_Task prompt:_ Whatever appears in the records should be given again exactly, down to the last mark.

_Records shown:_
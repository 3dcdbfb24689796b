mod common;

use common::{linked, seeded, wait_for_state};
use dss_emulator::{
    CancelFlag, ControllerEvent, DeviceConfig, ReleaseState, TransferConfig,
};
use dss_protocol::{Request, Response};
use dss_registers::RegisterValue;
use std::time::Duration;

const LIMIT: Duration = Duration::from_secs(30);

fn count(events: &[ControllerEvent], wanted: &ControllerEvent) -> usize {
    events.iter().filter(|event| *event == wanted).count()
}

#[tokio::test(start_paused = true)]
async fn release_workflow_from_idle_to_trigger() {
    let (controller, device) = linked(seeded(21));
    let mut events = controller.subscribe();

    controller.idle().unwrap();
    wait_for_state(&mut events, ReleaseState::IdleAck, LIMIT).await;
    assert_eq!(
        controller.register_value("MODEL").unwrap(),
        RegisterValue::Integer(12345)
    );

    controller.initialize().unwrap();
    let seen = wait_for_state(&mut events, ReleaseState::InitOk, LIMIT).await;
    assert!(seen.contains(&ControllerEvent::StateChanged {
        from: ReleaseState::InitReq,
        to: ReleaseState::InitPending,
    }));
    assert_eq!(
        device.register_value("AR_MODEL").unwrap(),
        RegisterValue::Text("ARC1-12".into())
    );
    assert_eq!(
        controller.register_value("RR1_LGD").unwrap(),
        RegisterValue::Text("Battery V".into())
    );

    controller.connect().unwrap();
    let seen = wait_for_state(&mut events, ReleaseState::ConOk, LIMIT).await;
    assert!(seen.contains(&ControllerEvent::StateChanged {
        from: ReleaseState::ConId1,
        to: ReleaseState::ConId2,
    }));
    assert_eq!(
        device.register_value("PIN_ID").unwrap(),
        RegisterValue::Integer(12345)
    );

    controller.single_range().unwrap();
    let seen = wait_for_state(&mut events, ReleaseState::RngSingleOk, LIMIT).await;
    let range = device.sensor_values().range;
    assert!(seen.contains(&ControllerEvent::RangeReceived { range }));
    // The detection alert follows the state change that raises it.
    let alert = events.recv().await.unwrap();
    assert_eq!(
        alert,
        ControllerEvent::DetectionAlert {
            state: ReleaseState::RngSingleOk
        }
    );
    assert_eq!(controller.current_range(), range);
    assert_eq!(controller.retry_count(), 0);

    controller.trigger_release().unwrap();
    wait_for_state(&mut events, ReleaseState::AtTrgOk, LIMIT).await;
    tokio::time::sleep(Duration::from_millis(100)).await;
    let mut rest = Vec::new();
    while let Ok(event) = events.try_recv() {
        rest.push(event);
    }
    assert_eq!(count(&rest, &ControllerEvent::ReleaseAlert), 1);
    assert_eq!(
        controller.register_value("RR4_VAL").unwrap(),
        RegisterValue::Integer(0)
    );
}

#[tokio::test(start_paused = true)]
async fn continuous_ranging_streams_until_idle() {
    let (controller, device) = linked(seeded(22));
    let mut events = controller.subscribe();

    controller.idle().unwrap();
    wait_for_state(&mut events, ReleaseState::IdleAck, LIMIT).await;
    controller.initialize().unwrap();
    wait_for_state(&mut events, ReleaseState::InitOk, LIMIT).await;
    controller.connect().unwrap();
    wait_for_state(&mut events, ReleaseState::ConOk, LIMIT).await;

    controller.continuous_range().unwrap();
    wait_for_state(&mut events, ReleaseState::RngContOk, LIMIT).await;

    tokio::time::sleep(Duration::from_millis(15_500)).await;
    let mut streamed = Vec::new();
    while let Ok(event) = events.try_recv() {
        streamed.push(event);
    }
    let ranges = streamed
        .iter()
        .filter(|event| matches!(event, ControllerEvent::RangeReceived { .. }))
        .count();
    assert_eq!(ranges, 3);
    assert_eq!(controller.state(), ReleaseState::RngContOk);
    assert_eq!(
        controller.register_value("RR_CTR").unwrap(),
        RegisterValue::Integer(3)
    );

    controller.idle().unwrap();
    wait_for_state(&mut events, ReleaseState::IdleAck, LIMIT).await;
    assert!(!device.status().ranging);

    tokio::time::sleep(Duration::from_secs(20)).await;
    while let Ok(event) = events.try_recv() {
        assert!(
            !matches!(event, ControllerEvent::RangeReceived { .. }),
            "ranging continued after idle"
        );
    }
}

#[tokio::test(start_paused = true)]
async fn noise_test_after_idle() {
    let (controller, device) = linked(seeded(23));
    let mut events = controller.subscribe();

    assert!(!controller.is_ready_for_noise_test());
    controller.idle().unwrap();
    wait_for_state(&mut events, ReleaseState::IdleAck, LIMIT).await;
    assert!(controller.is_ready_for_noise_test());

    controller.noise_test().unwrap();
    wait_for_state(&mut events, ReleaseState::NtOk, LIMIT).await;
    let noise = device.sensor_values().noise;
    assert!((15..=80).contains(&noise));
    assert_eq!(
        controller.register_value("AR_NOISE_DB").unwrap(),
        RegisterValue::Integer(noise)
    );
}

#[tokio::test(start_paused = true)]
async fn manual_requests_round_trip() {
    let (controller, device) = linked(seeded(24));
    let mut events = controller.subscribe();

    let response = controller
        .execute_default(&Request::SetProtected {
            password: "1776".into(),
            name: "AR_ACP".into(),
            value: "202".into(),
        })
        .await
        .unwrap();
    assert_eq!(response, Response::Ok);
    assert_eq!(
        device.register_value("AR_ACP").unwrap(),
        RegisterValue::Integer(202)
    );

    let response = controller
        .execute_default(&Request::SetIdentity {
            password: "wrong".into(),
            serial: "1".into(),
        })
        .await
        .unwrap();
    assert_eq!(response, Response::No);

    controller.get_identity().unwrap();
    let event = tokio::time::timeout(LIMIT, events.recv()).await.unwrap();
    assert_eq!(
        event,
        Some(ControllerEvent::IdentityReceived {
            serial: "67890".into()
        })
    );

    let response = controller
        .execute(&Request::FactoryTest, Duration::from_secs(5))
        .await
        .unwrap();
    assert_eq!(response, Response::Ok);
}

#[tokio::test(start_paused = true)]
async fn firmware_upload_lands_on_disk() {
    let dir = tempfile::tempdir().unwrap();
    let config = DeviceConfig {
        firmware_dir: dir.path().to_path_buf(),
        ..seeded(25)
    };
    let (controller, device) = linked(config);

    let image = [":10000000AA", ":10001000BB", "", ":00000001FF"];
    let mut percents = Vec::new();
    let report = controller
        .upload_firmware(image, &TransferConfig::default(), &CancelFlag::new(), |p| {
            percents.push(p.percent)
        })
        .await
        .unwrap();
    assert_eq!(report.lines_sent, 3);
    assert_eq!(report.lines_skipped, 1);
    assert_eq!(report.retries, 0);
    assert_eq!(percents, vec![33, 67, 100]);

    tokio::time::sleep(Duration::from_millis(100)).await;
    assert!(device.firmware_lines().is_empty());
    let files: Vec<_> = std::fs::read_dir(dir.path())
        .unwrap()
        .map(|entry| entry.unwrap().path())
        .collect();
    assert_eq!(files.len(), 1);
    assert_eq!(
        std::fs::read_to_string(&files[0]).unwrap(),
        ":10000000AA\n:10001000BB\n:00000001FF\n"
    );
}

_Exercise solution:_
repository 3dcdbfb24689796b
mod common;

use common::{linked, seeded, wait_for_state};
use dss_emulator::{
    CancelFlag, ControllerEvent, DeviceConfig, ReleaseState, TransferConfig,
};
use dss_protocol::{Request, Response};
use dss_registers::RegisterValue;
use std::time::Duration;

const LIMIT: Duration = Duration::from_secs(30);

fn count(events: &[ControllerEvent], wanted: &ControllerEvent) -> usize {
    events.iter().filter(|event| *event == wanted).count()
}

#[tokio::test(start_paused = true)]
async fn release_workflow_from_idle_to_trigger() {
    let (controller, device) = linked(seeded(21));
    let mut events = controller.subscribe();

    controller.idle().unwrap();
    wait_for_state(&mut events, ReleaseState::IdleAck, LIMIT).await;
    assert_eq!(
        controller.register_value("MODEL").unwrap(),
        RegisterValue::Integer(12345)
    );

    controller.initialize().unwrap();
    let seen = wait_for_state(&mut events, ReleaseState::InitOk, LIMIT).await;
    assert!(seen.contains(&ControllerEvent::StateChanged {
        from: ReleaseState::InitReq,
        to: ReleaseState::InitPending,
    }));
    assert_eq!(
        device.register_value("AR_MODEL").unwrap(),
        RegisterValue::Text("ARC1-12".into())
    );
    assert_eq!(
        controller.register_value("RR1_LGD").unwrap(),
        RegisterValue::Text("Battery V".into())
    );

    controller.connect().unwrap();
    let seen = wait_for_state(&mut events, ReleaseState::ConOk, LIMIT).await;
    assert!(seen.contains(&ControllerEvent::StateChanged {
        from: ReleaseState::ConId1,
        to: ReleaseState::ConId2,
    }));
    assert_eq!(
        device.register_value("PIN_ID").unwrap(),
        RegisterValue::Integer(12345)
    );

    controller.single_range().unwrap();
    let seen = wait_for_state(&mut events, ReleaseState::RngSingleOk, LIMIT).await;
    let range = device.sensor_values().range;
    assert!(seen.contains(&ControllerEvent::RangeReceived { range }));
    // The detection alert follows the state change that raises it.
    let alert = events.recv().await.unwrap();
    assert_eq!(
        alert,
        ControllerEvent::DetectionAlert {
            state: ReleaseState::RngSingleOk
        }
    );
    assert_eq!(controller.current_range(), range);
    assert_eq!(controller.retry_count(), 0);

    controller.trigger_release().unwrap();
    wait_for_state(&mut events, ReleaseState::AtTrgOk, LIMIT).await;
    tokio::time::sleep(Duration::from_millis(100)).await;
    let mut rest = Vec::new();
    while let Ok(event) = events.try_recv() {
        rest.push(event);
    }
    assert_eq!(count(&rest, &ControllerEvent::ReleaseAlert), 1);
    assert_eq!(
        controller.register_value("RR4_VAL").unwrap(),
        RegisterValue::Integer(0)
    );
}

#[tokio::test(start_paused = true)]
async fn continuous_ranging_streams_until_idle() {
    let (controller, device) = linked(seeded(22));
    let mut events = controller.subscribe();

    controller.idle().unwrap();
    wait_for_state(&mut events, ReleaseState::IdleAck, LIMIT).await;
    controller.initialize().unwrap();
    wait_for_state(&mut events, ReleaseState::InitOk, LIMIT).await;
    controller.connect().unwrap();
    wait_for_state(&mut events, ReleaseState::ConOk, LIMIT).await;

    controller.continuous_range().unwrap();
    wait_for_state(&mut events, ReleaseState::RngContOk, LIMIT).await;

    tokio::time::sleep(Duration::from_millis(15_500)).await;
    let mut streamed = Vec::new();
    while let Ok(event) = events.try_recv() {
        streamed.push(event);
    }
    let ranges = streamed
        .iter()
        .filter(|event| matches!(event, ControllerEvent::RangeReceived { .. }))
        .count();
    assert_eq!(ranges, 3);
    assert_eq!(controller.state(), ReleaseState::RngContOk);
    assert_eq!(
        controller.register_value("RR_CTR").unwrap(),
        RegisterValue::Integer(3)
    );

    controller.idle().unwrap();
    wait_for_state(&mut events, ReleaseState::IdleAck, LIMIT).await;
    assert!(!device.status().ranging);

    tokio::time::sleep(Duration::from_secs(20)).await;
    while let Ok(event) = events.try_recv() {
        assert!(
            !matches!(event, ControllerEvent::RangeReceived { .. }),
            "ranging continued after idle"
        );
    }
}

#[tokio::test(start_paused = true)]
async fn noise_test_after_idle() {
    let (controller, device) = linked(seeded(23));
    let mut events = controller.subscribe();

    assert!(!controller.is_ready_for_noise_test());
    controller.idle().unwrap();
    wait_for_state(&mut events, ReleaseState::IdleAck, LIMIT).await;
    assert!(controller.is_ready_for_noise_test());

    controller.noise_test().unwrap();
    wait_for_state(&mut events, ReleaseState::NtOk, LIMIT).await;
    let noise = device.sensor_values().noise;
    assert!((15..=80).contains(&noise));
    assert_eq!(
        controller.register_value("AR_NOISE_DB").unwrap(),
        RegisterValue::Integer(noise)
    );
}

#[tokio::test(start_paused = true)]
async fn manual_requests_round_trip() {
    let (controller, device) = linked(seeded(24));
    let mut events = controller.subscribe();

    let response = controller
        .execute_default(&Request::SetProtected {
            password: "1776".into(),
            name: "AR_ACP".into(),
            value: "202".into(),
        })
        .await
        .unwrap();
    assert_eq!(response, Response::Ok);
    assert_eq!(
        device.register_value("AR_ACP").unwrap(),
        RegisterValue::Integer(202)
    );

    let response = controller
        .execute_default(&Request::SetIdentity {
            password: "wrong".into(),
            serial: "1".into(),
        })
        .await
        .unwrap();
    assert_eq!(response, Response::No);

    controller.get_identity().unwrap();
    let event = tokio::time::timeout(LIMIT, events.recv()).await.unwrap();
    assert_eq!(
        event,
        Some(ControllerEvent::IdentityReceived {
            serial: "67890".into()
        })
    );

    let response = controller
        .execute(&Request::FactoryTest, Duration::from_secs(5))
        .await
        .unwrap();
    assert_eq!(response, Response::Ok);
}

#[tokio::test(start_paused = true)]
async fn firmware_upload_lands_on_disk() {
    let dir = tempfile::tempdir().unwrap();
    let config = DeviceConfig {
        firmware_dir: dir.path().to_path_buf(),
        ..seeded(25)
    };
    let (controller, device) = linked(config);

    let image = [":10000000AA", ":10001000BB", "", ":00000001FF"];
    let mut percents = Vec::new();
    let report = controller
        .upload_firmware(image, &TransferConfig::default(), &CancelFlag::new(), |p| {
            percents.push(p.percent)
        })
        .await
        .unwrap();
    assert_eq!(report.lines_sent, 3);
    assert_eq!(report.lines_skipped, 1);
    assert_eq!(report.retries, 0);
    assert_eq!(percents, vec![33, 67, 100]);

    tokio::time::sleep(Duration::from_millis(100)).await;
    assert!(device.firmware_lines().is_empty());
    let files: Vec<_> = std::fs::read_dir(dir.path())
        .unwrap()
        .map(|entry| entry.unwrap().path())
        .collect();
    assert_eq!(files.len(), 1);
    assert_eq!(
        std::fs::read_to_string(&files[0]).unwrap(),
        ":10000000AA\n:10001000BB\n:00000001FF\n"
    );
}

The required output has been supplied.